Sandwiched Cathodes Assembled from CoS2-Modified Carbon Clothes for High-Performance Lithium-Sulfur Batteries

Structural design of advanced cathodes is a promising strategy to suppress the shuttle effect for lithium-sulfur batteries (LSBs). In this work, the carbon cloth covered with CoS2 nanoparticles (CC-CoS2) is prepared to function as both three-dimensional (3D) current collector and physicochemical barrier to retard migration of soluble lithium polysulfides. On the one hand, the CC-CoS2 film works as a robust 3D current collector and host with high conductivity, high sulfur loading, and high capability of capturing polysulfides.
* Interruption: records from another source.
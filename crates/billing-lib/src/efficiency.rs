//! Efficiency and performance scoring
//!
//! Derives dimensionless scores from a metrics snapshot. Every function here
//! is pure and total: zero or absent inputs produce zero scores, never errors.

use crate::models::ResourceMetricsSnapshot;
use rust_decimal::{Decimal, RoundingStrategy};
use rust_decimal_macros::dec;
use serde::{Deserialize, Serialize};

const HUNDRED: Decimal = dec!(100);

/// Replica count at which savings potential counts in full
const FULL_SCALE_PODS: Decimal = dec!(10);

/// Uptime is scored in hour-sized points, capped at this many
const MAX_UPTIME_POINTS: Decimal = dec!(100);

/// Points lost per second of worst cold-start latency
const COLD_START_POINTS_PER_SEC: Decimal = dec!(10);

/// Cold-start penalty never exceeds this many points
const MAX_COLD_START_PENALTY: Decimal = dec!(50);

const SECONDS_PER_HOUR: Decimal = dec!(3600);

/// Derived efficiency figures for one snapshot
#[derive(Debug, Clone, PartialEq, Serialize, Deserialize)]
pub struct EfficiencyResult {
    pub cpu_efficiency: Decimal,
    pub memory_efficiency: Decimal,
    pub overall_efficiency: Decimal,
    pub cost_saving_percent: Decimal,
    pub performance_score: Decimal,
}

/// Usage over request as a percentage in [0, 100]; 0 without a request
pub fn utilization_percent(usage: Decimal, requested: Decimal) -> Decimal {
    if requested <= Decimal::ZERO {
        return Decimal::ZERO;
    }
    (usage / requested * HUNDRED).clamp(Decimal::ZERO, HUNDRED)
}

/// Unrounded overall efficiency, the mean of CPU and memory utilization
pub fn overall_efficiency(snapshot: &ResourceMetricsSnapshot) -> Decimal {
    let cpu = utilization_percent(snapshot.total_cpu_usage, snapshot.total_cpu_request);
    let memory = utilization_percent(
        Decimal::from(snapshot.total_memory_usage),
        Decimal::from(snapshot.total_memory_request),
    );
    (cpu + memory) / dec!(2)
}

/// Share of reserved capacity that could be recovered, dampened for small
/// deployments: below ten replicas the savings shrink linearly.
pub fn cost_saving_percent(overall_efficiency: Decimal, pod_count: u32) -> Decimal {
    let scale = (Decimal::from(pod_count) / FULL_SCALE_PODS).min(Decimal::ONE);
    ((HUNDRED - overall_efficiency) * scale).max(Decimal::ZERO)
}

/// Sustained uptime score minus a cold-start latency penalty, floored at zero
pub fn performance_score(uptime_seconds: Decimal, max_cold_start_seconds: Decimal) -> Decimal {
    let uptime_points = (uptime_seconds / SECONDS_PER_HOUR).min(MAX_UPTIME_POINTS);
    let penalty = (max_cold_start_seconds * COLD_START_POINTS_PER_SEC).min(MAX_COLD_START_PENALTY);
    (uptime_points - penalty).max(Decimal::ZERO)
}

fn round2(value: Decimal) -> Decimal {
    value.round_dp_with_strategy(2, RoundingStrategy::MidpointNearestEven)
}

/// Calculator for efficiency metrics
#[derive(Debug, Clone, Copy, Default)]
pub struct EfficiencyCalculator;

impl EfficiencyCalculator {
    pub fn new() -> Self {
        Self
    }

    /// Compute all efficiency figures, rounded to two places for display
    pub fn calculate(&self, snapshot: &ResourceMetricsSnapshot) -> EfficiencyResult {
        let cpu = utilization_percent(snapshot.total_cpu_usage, snapshot.total_cpu_request);
        let memory = utilization_percent(
            Decimal::from(snapshot.total_memory_usage),
            Decimal::from(snapshot.total_memory_request),
        );
        let overall = (cpu + memory) / dec!(2);

        EfficiencyResult {
            cpu_efficiency: round2(cpu),
            memory_efficiency: round2(memory),
            overall_efficiency: round2(overall),
            cost_saving_percent: round2(cost_saving_percent(overall, snapshot.pod_count)),
            performance_score: round2(performance_score(
                snapshot.total_pod_uptime_seconds,
                snapshot.max_cold_start_time_seconds,
            )),
        }
    }

    /// Efficiency used for pricing: an explicit figure wins, then a figure
    /// derived from usage samples, then 100 (no surcharge, no discount).
    pub fn pricing_efficiency(&self, snapshot: &ResourceMetricsSnapshot) -> Decimal {
        match snapshot.overall_efficiency {
            Some(explicit) => explicit,
            None if snapshot.has_usage_samples => overall_efficiency(snapshot),
            None => HUNDRED,
        }
    }
}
On the other hand, the 3D porous CC-CoS2 film serves as a multifunctional interlayer that exhibits efficient physical blocking, strong chemisorption, and fast catalytic redox reaction kinetics toward soluble polysulfides. Consequently, the Al@S/AB@CC-CoS2 cell with a sulfur loading of 1.2 mg cm(-2) exhibits a high rate capability (approximate to 823 mAh g(-1) at 4 C) and delivers excellent capacity retention (a decay of approximate to 0.021% per cycle for 1000 cycles at 4 C). Moreover, the sandwiched cathode of CC-CoS2@S/AB@CC-CoS2 is designed for high sulfur loading LSBs. The CC-CoS2@S/AB@CC-CoS2 cells with sulfur loadings of 4.2 and 6.1 mg cm(-2) deliver high reversible capacities of 1106 and 885 mAh g(-1), respectively, after 100 cycles at 0.2 C. The outstanding electrochemical performance is attributed to the sandwiched structure with active catalytic component.

Automated summary

The design of advanced cathodes utilizing CC-CoS2 has shown high rate capability and excellent capacity retention in lithium-sulfur batteries. The sandwiched structure with active catalytic component contributes to the outstanding electrochemical performance, enabling high reversible capacities even at high sulfur loadings.